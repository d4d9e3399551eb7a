//! Binary planes
//!
//! Two distinct types share the same geometry but never the same role:
//!
//! - [`Mask`] is the subject plane: each cell is foreground (a printed
//!   structure) or background.
//! - [`VisitMask`] is the scratch plane a flood fill marks while it
//!   walks a [`Mask`]. Keeping it a separate type makes it impossible to
//!   hand the visitation plane to an operation expecting the subject.

use crate::error::{Error, Result};
use crate::raster::{Channels, Raster};

/// Gray value at or above which a rendered pixel counts as background.
pub const DEFAULT_CUTOFF: u8 = 128;

/// Binary foreground/background plane
#[derive(Debug, Clone, PartialEq, Eq)]
pub struct Mask {
    width: u32,
    height: u32,
    cells: Vec<bool>,
}

impl Mask {
    /// Create an all-background mask.
    ///
    /// # Errors
    ///
    /// Returns [`Error::InvalidDimension`] if width or height is 0.
    pub fn new(width: u32, height: u32) -> Result<Self> {
        if width == 0 || height == 0 {
            return Err(Error::InvalidDimension { width, height });
        }
        Ok(Self {
            width,
            height,
            cells: vec![false; width as usize * height as usize],
        })
    }

    /// Create a mask with the same geometry as `other`, all background.
    pub fn new_like(other: &Mask) -> Self {
        Self {
            width: other.width,
            height: other.height,
            cells: vec![false; other.cells.len()],
        }
    }

    /// Create an all-background mask covering `raster`.
    pub fn new_like_raster(raster: &Raster) -> Self {
        let (width, height) = raster.size();
        Self {
            width,
            height,
            cells: vec![false; width as usize * height as usize],
        }
    }

    /// Classify a rendered raster: pixels darker than `cutoff` are foreground.
    ///
    /// This is how segmented frames are read back from disk, where
    /// structures are printed black on white.
    pub fn from_raster(raster: &Raster, cutoff: u8) -> Self {
        let (width, height) = raster.size();
        let mut cells = Vec::with_capacity(width as usize * height as usize);
        for y in 0..height {
            for x in 0..width {
                let (r, g, b) = raster.get_rgb_unchecked(x, y);
                cells.push(crate::color::luminance(r, g, b) < cutoff);
            }
        }
        Self {
            width,
            height,
            cells,
        }
    }

    /// Render foreground black (0) and background white (255).
    pub fn to_raster(&self) -> Raster {
        let data = self
            .cells
            .iter()
            .map(|&fg| if fg { 0 } else { 255 })
            .collect();
        Raster::from_validated(self.width, self.height, Channels::Gray, data)
    }

    /// Get the mask width.
    #[inline]
    pub fn width(&self) -> u32 {
        self.width
    }

    /// Get the mask height.
    #[inline]
    pub fn height(&self) -> u32 {
        self.height
    }

    /// `(width, height)` pair.
    #[inline]
    pub fn size(&self) -> (u32, u32) {
        (self.width, self.height)
    }

    /// Whether `(x, y)` lies inside the mask.
    #[inline]
    pub fn contains(&self, x: u32, y: u32) -> bool {
        x < self.width && y < self.height
    }

    /// Whether the signed coordinate `(x, y)` lies inside the mask.
    #[inline]
    pub fn contains_signed(&self, x: i64, y: i64) -> bool {
        x >= 0 && y >= 0 && x < self.width as i64 && y < self.height as i64
    }

    /// Foreground test; `false` outside the mask.
    #[inline]
    pub fn is_foreground(&self, x: u32, y: u32) -> bool {
        self.contains(x, y) && self.cells[self.index(x, y)]
    }

    /// Set a cell.
    ///
    /// # Errors
    ///
    /// Returns [`Error::OutOfBounds`] if coordinates are out of bounds.
    pub fn set(&mut self, x: u32, y: u32, foreground: bool) -> Result<()> {
        if !self.contains(x, y) {
            return Err(Error::OutOfBounds {
                x,
                y,
                width: self.width,
                height: self.height,
            });
        }
        let i = self.index(x, y);
        self.cells[i] = foreground;
        Ok(())
    }

    /// Set a cell without bounds checking.
    ///
    /// # Panics
    ///
    /// Panics if `x >= width` or `y >= height`.
    #[inline]
    pub fn set_unchecked(&mut self, x: u32, y: u32, foreground: bool) {
        let i = self.index(x, y);
        self.cells[i] = foreground;
    }

    /// Number of foreground cells.
    pub fn count_foreground(&self) -> usize {
        self.cells.iter().filter(|&&c| c).count()
    }

    /// Whether every foreground cell of `self` is also foreground in `other`.
    pub fn is_subset_of(&self, other: &Mask) -> bool {
        self.size() == other.size()
            && self
                .cells
                .iter()
                .zip(&other.cells)
                .all(|(&a, &b)| !a || b)
    }

    /// Row-major cell slice.
    #[inline]
    pub fn cells(&self) -> &[bool] {
        &self.cells
    }

    /// Return a copy mirrored top to bottom.
    pub fn flipped_vertical(&self) -> Mask {
        let stride = self.width as usize;
        let mut cells = Vec::with_capacity(self.cells.len());
        for row in self.cells.chunks_exact(stride).rev() {
            cells.extend_from_slice(row);
        }
        Mask {
            width: self.width,
            height: self.height,
            cells,
        }
    }

    /// Check that `other` has the same geometry.
    pub fn check_same_size(&self, width: u32, height: u32) -> Result<()> {
        if self.size() != (width, height) {
            return Err(Error::DimensionMismatch {
                expected: self.size(),
                actual: (width, height),
            });
        }
        Ok(())
    }

    #[inline]
    fn index(&self, x: u32, y: u32) -> usize {
        y as usize * self.width as usize + x as usize
    }
}

/// Visitation plane used by flood fills
///
/// Owned by one unit of work (one segmentation run, one year's
/// detection pass) and sized once for the raster it tracks.
#[derive(Debug, Clone)]
pub struct VisitMask {
    width: u32,
    height: u32,
    visited: Vec<bool>,
}

impl VisitMask {
    /// Create an all-unvisited plane matching `mask`.
    pub fn for_mask(mask: &Mask) -> Self {
        Self {
            width: mask.width,
            height: mask.height,
            visited: vec![false; mask.cells.len()],
        }
    }

    /// Create an all-unvisited plane of the given size.
    pub fn new(width: u32, height: u32) -> Result<Self> {
        if width == 0 || height == 0 {
            return Err(Error::InvalidDimension { width, height });
        }
        Ok(Self {
            width,
            height,
            visited: vec![false; width as usize * height as usize],
        })
    }

    /// `(width, height)` pair.
    #[inline]
    pub fn size(&self) -> (u32, u32) {
        (self.width, self.height)
    }

    /// Visitation test; `false` outside the plane.
    #[inline]
    pub fn is_visited(&self, x: u32, y: u32) -> bool {
        x < self.width && y < self.height && self.visited[self.index(x, y)]
    }

    /// Mark `(x, y)` visited.
    #[inline]
    pub fn mark(&mut self, x: u32, y: u32) {
        let i = self.index(x, y);
        self.visited[i] = true;
    }

    /// Reset `(x, y)` to unvisited.
    #[inline]
    pub fn unmark(&mut self, x: u32, y: u32) {
        let i = self.index(x, y);
        self.visited[i] = false;
    }

    /// Reset every cell to unvisited.
    pub fn clear(&mut self) {
        self.visited.fill(false);
    }

    /// Number of visited cells.
    pub fn count_visited(&self) -> usize {
        self.visited.iter().filter(|&&v| v).count()
    }

    #[inline]
    fn index(&self, x: u32, y: u32) -> usize {
        y as usize * self.width as usize + x as usize
    }
}

impl PartialEq for VisitMask {
    fn eq(&self, other: &Self) -> bool {
        self.size() == other.size() && self.visited == other.visited
    }
}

• **Exercise requirements**
The listing above is to be restated word for word.

• **Exercise output**
repository d4d9e3399551eb7a
//! Binary planes
//!
//! Two distinct types share the same geometry but never the same role:
//!
//! - [`Mask`] is the subject plane: each cell is foreground (a printed
//!   structure) or background.
//! - [`VisitMask`] is the scratch plane a flood fill marks while it
//!   walks a [`Mask`]. Keeping it a separate type makes it impossible to
//!   hand the visitation plane to an operation expecting the subject.

use crate::error::{Error, Result};
use crate::raster::{Channels, Raster};

/// Gray value at or above which a rendered pixel counts as background.
pub const DEFAULT_CUTOFF: u8 = 128;

/// Binary foreground/background plane
#[derive(Debug, Clone, PartialEq, Eq)]
pub struct Mask {
    width: u32,
    height: u32,
    cells: Vec<bool>,
}

impl Mask {
    /// Create an all-background mask.
    ///
    /// # Errors
    ///
    /// Returns [`Error::InvalidDimension`] if width or height is 0.
    pub fn new(width: u32, height: u32) -> Result<Self> {
        if width == 0 || height == 0 {
            return Err(Error::InvalidDimension { width, height });
        }
        Ok(Self {
            width,
            height,
            cells: vec![false; width as usize * height as usize],
        })
    }

    /// Create a mask with the same geometry as `other`, all background.
    pub fn new_like(other: &Mask) -> Self {
        Self {
            width: other.width,
            height: other.height,
            cells: vec![false; other.cells.len()],
        }
    }

    /// Create an all-background mask covering `raster`.
    pub fn new_like_raster(raster: &Raster) -> Self {
        let (width, height) = raster.size();
        Self {
            width,
            height,
            cells: vec![false; width as usize * height as usize],
        }
    }

    /// Classify a rendered raster: pixels darker than `cutoff` are foreground.
    ///
    /// This is how segmented frames are read back from disk, where
    /// structures are printed black on white.
    pub fn from_raster(raster: &Raster, cutoff: u8) -> Self {
        let (width, height) = raster.size();
        let mut cells = Vec::with_capacity(width as usize * height as usize);
        for y in 0..height {
            for x in 0..width {
                let (r, g, b) = raster.get_rgb_unchecked(x, y);
                cells.push(crate::color::luminance(r, g, b) < cutoff);
            }
        }
        Self {
            width,
            height,
            cells,
        }
    }

    /// Render foreground black (0) and background white (255).
    pub fn to_raster(&self) -> Raster {
        let data = self
            .cells
            .iter()
            .map(|&fg| if fg { 0 } else { 255 })
            .collect();
        Raster::from_validated(self.width, self.height, Channels::Gray, data)
    }

    /// Get the mask width.
    #[inline]
    pub fn width(&self) -> u32 {
        self.width
    }

    /// Get the mask height.
    #[inline]
    pub fn height(&self) -> u32 {
        self.height
    }

    /// `(width, height)` pair.
    #[inline]
    pub fn size(&self) -> (u32, u32) {
        (self.width, self.height)
    }

    /// Whether `(x, y)` lies inside the mask.
    #[inline]
    pub fn contains(&self, x: u32, y: u32) -> bool {
        x < self.width && y < self.height
    }

    /// Whether the signed coordinate `(x, y)` lies inside the mask.
    #[inline]
    pub fn contains_signed(&self, x: i64, y: i64) -> bool {
        x >= 0 && y >= 0 && x < self.width as i64 && y < self.height as i64
    }

    /// Foreground test; `false` outside the mask.
    #[inline]
    pub fn is_foreground(&self, x: u32, y: u32) -> bool {
        self.contains(x, y) && self.cells[self.index(x, y)]
    }

    /// Set a cell.
    ///
    /// # Errors
    ///
    /// Returns [`Error::OutOfBounds`] if coordinates are out of bounds.
    pub fn set(&mut self, x: u32, y: u32, foreground: bool) -> Result<()> {
        if !self.contains(x, y) {
            return Err(Error::OutOfBounds {
                x,
                y,
                width: self.width,
                height: self.height,
            });
        }
        let i = self.index(x, y);
        self.cells[i] = foreground;
        Ok(())
    }

    /// Set a cell without bounds checking.
    ///
    /// # Panics
    ///
    /// Panics if `x >= width` or `y >= height`.
    #[inline]
    pub fn set_unchecked(&mut self, x: u32, y: u32, foreground: bool) {
        let i = self.index(x, y);
        self.cells[i] = foreground;
    }

    /// Number of foreground cells.
    pub fn count_foreground(&self) -> usize {
        self.cells.iter().filter(|&&c| c).count()
    }

    /// Whether every foreground cell of `self` is also foreground in `other`.
    pub fn is_subset_of(&self, other: &Mask) -> bool {
        self.size() == other.size()
            && self
                .cells
                .iter()
                .zip(&other.cells)
                .all(|(&a, &b)| !a || b)
    }

    /// Row-major cell slice.
    #[inline]
    pub fn cells(&self) -> &[bool] {
        &self.cells
    }

    /// Return a copy mirrored top to bottom.
    pub fn flipped_vertical(&self) -> Mask {
        let stride = self.width as usize;
        let mut cells = Vec::with_capacity(self.cells.len());
        for row in self.cells.chunks_exact(stride).rev() {
            cells.extend_from_slice(row);
        }
        Mask {
            width: self.width,
            height: self.height,
            cells,
        }
    }

    /// Check that `other` has the same geometry.
    pub fn check_same_size(&self, width: u32, height: u32) -> Result<()> {
        if self.size() != (width, height) {
            return Err(Error::DimensionMismatch {
                expected: self.size(),
                actual: (width, height),
            });
        }
        Ok(())
    }

    #[inline]
    fn index(&self, x: u32, y: u32) -> usize {
        y as usize * self.width as usize + x as usize
    }
}

/// Visitation plane used by flood fills
///
/// Owned by one unit of work (one segmentation run, one year's
/// detection pass) and sized once for the raster it tracks.
#[derive(Debug, Clone)]
pub struct VisitMask {
    width: u32,
    height: u32,
    visited: Vec<bool>,
}

impl VisitMask {
    /// Create an all-unvisited plane matching `mask`.
    pub fn for_mask(mask: &Mask) -> Self {
        Self {
            width: mask.width,
            height: mask.height,
            visited: vec![false; mask.cells.len()],
        }
    }

    /// Create an all-unvisited plane of the given size.
    pub fn new(width: u32, height: u32) -> Result<Self> {
        if width == 0 || height == 0 {
            return Err(Error::InvalidDimension { width, height });
        }
        Ok(Self {
            width,
            height,
            visited: vec![false; width as usize * height as usize],
        })
    }

    /// `(width, height)` pair.
    #[inline]
    pub fn size(&self) -> (u32, u32) {
        (self.width, self.height)
    }

    /// Visitation test; `false` outside the plane.
    #[inline]
    pub fn is_visited(&self, x: u32, y: u32) -> bool {
        x < self.width && y < self.height && self.visited[self.index(x, y)]
    }

    /// Mark `(x, y)` visited.
    #[inline]
    pub fn mark(&mut self, x: u32, y: u32) {
        let i = self.index(x, y);
        self.visited[i] = true;
    }

    /// Reset `(x, y)` to unvisited.
    #[inline]
    pub fn unmark(&mut self, x: u32, y: u32) {
        let i = self.index(x, y);
        self.visited[i] = false;
    }

    /// Reset every cell to unvisited.
    pub fn clear(&mut self) {
        self.visited.fill(false);
    }

    /// Number of visited cells.
    pub fn count_visited(&self) -> usize {
        self.visited.iter().filter(|&&v| v).count()
    }

    #[inline]
    fn index(&self, x: u32, y: u32) -> usize {
        y as usize * self.width as usize + x as usize
    }
}

impl PartialEq for VisitMask {
    fn eq(&self, other: &Self) -> bool {
        self.size() == other.size() && self.visited == other.visited
    }
}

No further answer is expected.